ASSESSMENT OF ADEQUACY OF CONTENT BY CONTEXT USING BERT MODEL ENSEMBLE METHODS
DOI:
https://doi.org/10.31891/2307-5732-2023-323-4-118-121Keywords:
neural networks, BERT, RoBERTa, Catboost, XGBoostAbstract
Over the past 20 years, text has dominated the Internet as a means of communicating information. Every day, new people are born and every day, new people sign up for social media. Due to lack of education and attention, people use social media to express their thoughts and virtualize themselves, sometimes forgetting that there is another person on the other side of the monitor. Such processes in human life lead to the reckless or sometimes intentional generation of content that may violate the rules of the communities where this content is produced. One of the primitive and non-scalable examples of dealing with the problem of uncontrolled generation of social content is physical moderation. This method makes sense in private, closed channels of communication with the audience, where the bandwidth of a person as a moderator is sufficient to effectively control the information space. Despite the reliability of humans in terms of information and moderation, humans are lifelong learners, and they are what they read or see. Therefore, there is a possibility that human moderation is biased from the point of view of all people who are in the same information space. The topic of assessing the adequacy and ethics of a text is gaining popularity even as the amount of information generated in social networks increases.

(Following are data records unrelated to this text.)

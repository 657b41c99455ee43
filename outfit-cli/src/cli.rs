use std::{path::PathBuf, sync::Arc};

use anyhow::Context;
use clap::{Parser, Subcommand};
use outfit_core::{Config, OutfitService, ProviderId, RecommendationRequest};

/// Top-level CLI struct.
#[derive(Debug, Parser)]
#[command(name = "outfit", version, about = "Weather-aware outfit recommendations")]
pub struct Cli {
    /// Config file to use instead of the platform default.
    #[arg(long, global = true)]
    pub config: Option<PathBuf>,

    #[command(subcommand)]
    pub command: Command,
}

#[derive(Debug, Subcommand)]
pub enum Command {
    /// Run the HTTP server.
    Serve {
        /// Listen address, e.g. "0.0.0.0:8080".
        #[arg(long)]
        bind: Option<String>,
    },

    /// Print one recommendation as JSON.
    Recommend {
        #[arg(long, default_value = "unknown")]
        city: String,
        #[arg(long, allow_hyphen_values = true)]
        lat: f64,
        #[arg(long, allow_hyphen_values = true)]
        lon: f64,
    },

    /// Print city suggestions as JSON.
    Autocomplete {
        query: String,
    },

    /// Store an API key for a provider.
    Configure {
        /// Provider short name: "openweather", "weatherapi" or "gemini".
        provider: String,
    },
}

impl Cli {
    pub async fn run(self) -> anyhow::Result<()> {
        let config_path = match self.config {
            Some(path) => path,
            None => Config::config_file_path()?,
        };

        match self.command {
            Command::Configure { provider } => configure(&config_path, &provider),
            Command::Serve { bind } => {
                let config = load_config(&config_path)?;
                let addr = bind.unwrap_or_else(|| config.bind_addr().to_string());
                let service = Arc::new(OutfitService::from_config(&config)?);
                crate::server::serve(&addr, service).await
            }
            Command::Recommend { city, lat, lon } => {
                let config = load_config(&config_path)?;
                let service = OutfitService::from_config(&config)?;
                let result = service
                    .recommend(&RecommendationRequest { city, lat, lon })
                    .await;
                println!("{}", serde_json::to_string_pretty(&result)?);
                Ok(())
            }
            Command::Autocomplete { query } => {
                let config = load_config(&config_path)?;
                let service = OutfitService::from_config(&config)?;
                let suggestions = service.autocomplete(&query).await;
                println!("{}", serde_json::to_string_pretty(&suggestions)?);
                Ok(())
            }
        }
    }
}

fn load_config(path: &std::path::Path) -> anyhow::Result<Config> {
    let mut config = Config::load_from(path)?;
    config.apply_env();
    Ok(config)
}

fn configure(path: &std::path::Path, provider: &str) -> anyhow::Result<()> {
    let id = ProviderId::try_from(provider)?;
    let mut config = Config::load_from(path)?;

    let api_key = inquire::Password::new(&format!("API key for {id}:"))
        .without_confirmation()
        .with_display_mode(inquire::PasswordDisplayMode::Masked)
        .prompt()
        .context("Failed to read API key")?;

    config.upsert_provider_api_key(id, api_key.trim().to_string());
    config.save_to(path)?;

    println!("Saved {id} API key to {}", path.display());
    Ok(())
}

#[cfg(test)]
mod tests {
    use super::*;

    #[test]
    fn parses_serve_with_bind() {
        let cli = Cli::try_parse_from(["outfit", "serve", "--bind", "0.0.0.0:8080"]).unwrap();
        assert!(matches!(cli.command, Command::Serve { bind: Some(ref b) } if b == "0.0.0.0:8080"));
    }

    #[test]
    fn parses_negative_coordinates() {
        let cli = Cli::try_parse_from([
            "outfit", "recommend", "--city", "Lima", "--lat", "-12.05", "--lon", "-77.04",
        ])
        .unwrap();

        match cli.command {
            Command::Recommend { city, lat, lon } => {
                assert_eq!(city, "Lima");
                assert_eq!(lat, -12.05);
                assert_eq!(lon, -77.04);
            }
            other => panic!("unexpected command {other:?}"),
        }
    }

    #[test]
    fn global_config_flag_after_subcommand() {
        let cli = Cli::try_parse_from(["outfit", "autocomplete", "Pune", "--config", "/tmp/o.toml"])
            .unwrap();
        assert_eq!(cli.config, Some(PathBuf::from("/tmp/o.toml")));
    }

    #[test]
    fn recommend_requires_coordinates() {
        assert!(Cli::try_parse_from(["outfit", "recommend", "--city", "Pune"]).is_err());
    }
}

The problem is that modern methods of text evaluation are not able to work with differently contextualized data, i.e. a model trained on one data set is tied to the context of the data environment in which this set was collected. The method developed in this paper allows a model to be trained on different contexts and independent datasets, and to directly vote each model in the ensemble for its own version of the truth according to the local context of that model. We will develop a binary message adequacy/normality classifier based on ensemble technology. You can observe the set of methods I have chosen that are optimal in terms of execution time, training time, RAM, and, accordingly, accuracy. In particular, these are methods such as Catboost XGBoost for classification and extraction of features and context, BERT and its sub-type RoBERTa were chosen. I will conduct a corresponding analysis and experiment on these methods to verify that this method is really effective.